I first heard of ‘Panda’ when I saw his fitness promo photos by Anny Roberts and thereafter, I kept stumbling upon his fitness videos on instagram and flyers on Twitter. Of course, the photo of him getting married in court on the same day as two of his best bros made the rounds on the internet as well. I’m curious about what it’s like being a fitness coach in Nigeria. Adeyemi gives some insight in this interview into what the hardest thing is about it and why you need more than passion to run a business.
1. Tell us what you do for a living.
I’m an elite fitness professional, and for the last two years, I’ve helped people eat and move better, so they can feel and look better.
2. How did you end up becoming an entrepreneur?
My journey into entrepreneurship has sorta followed a rolling with the punches approach.
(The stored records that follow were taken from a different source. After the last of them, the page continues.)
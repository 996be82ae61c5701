use thiserror::Error;

/// Shared error type for the core pipelines. Individual crates layer their
/// own `thiserror` enums on top and convert into this one at the boundary
/// where a caller needs a single uniform failure shape (the scheduler, the
/// ingestion pipeline, the agent loop).
#[derive(Debug, Error)]
pub enum HydraError {
    #[error("configuration error: {0}")]
    Config(String),

    #[error("authentication failed: {0}")]
    AuthFailed(String),

    #[error("permission denied: {reason}")]
    PermissionDenied { reason: String },

    #[error("not found: {what}")]
    NotFound { what: String },

    #[error("database error: {0}")]
    Database(String),

    #[error("AI provider error: {0}")]
    LlmProvider(String),

    #[error("channel error ({channel}): {reason}")]
    Channel { channel: String, reason: String },

    #[error("tool execution error: {0}")]
    ToolExecution(String),

    #[error("serialization error: {0}")]
    Serialization(#[from] serde_json::Error),

    #[error("I/O error: {0}")]
    Io(#[from] std::io::Error),

    #[error("request timeout after {ms}ms")]
    Timeout { ms: u64 },

    #[error("internal error: {0}")]
    Internal(String),
}

impl HydraError {
    /// Short SCREAMING_SNAKE_CASE classification, used to tag log lines and
    /// surfaced failures without leaking the full message into metrics.
    pub fn code(&self) -> &'static str {
        match self {
            HydraError::Config(_) => "CONFIG_ERROR",
            HydraError::AuthFailed(_) => "AUTH_FAILED",
            HydraError::PermissionDenied { .. } => "PERMISSION_DENIED",
            HydraError::NotFound { .. } => "NOT_FOUND",
            HydraError::Database(_) => "DATABASE_ERROR",
            HydraError::LlmProvider(_) => "LLM_PROVIDER_ERROR",
            HydraError::Channel { .. } => "CHANNEL_ERROR",
            HydraError::ToolExecution(_) => "TOOL_EXECUTION_ERROR",
            HydraError::Serialization(_) => "SERIALIZATION_ERROR",
            HydraError::Io(_) => "IO_ERROR",
            HydraError::Timeout { .. } => "TIMEOUT",
            HydraError::Internal(_) => "INTERNAL_ERROR",
        }
    }

    /// The ❌-prefixed, single-line message shown to an end user. Internal
    /// detail (stack traces, raw provider payloads) stays in the log only.
    pub fn user_facing(&self) -> String {
        format!("\u{274c} {self}")
    }
}

pub type Result<T> = std::result::Result<T, HydraError>;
As a youngling, I thought I wanted to be a doctor, then an economist, and then a computer scientist (I actually took software engineering classes at NIIT for a year or two). I ended up studying Marketing at the Redeemer’s University, where I graduated First Class.
Becoming a fitness professional came to me in its own way. I’d always been interested in moving, exercising and staying strong, although I was quite overweight. But in 2013, a friend of mine decided to coach me and I lost 35kg in seven months, renewing my passion for fitness and sparking up my new line of work along the way.
3. At what point did you make the decision to start your business? What convinced you? How did you generate initial capital (if applicable)?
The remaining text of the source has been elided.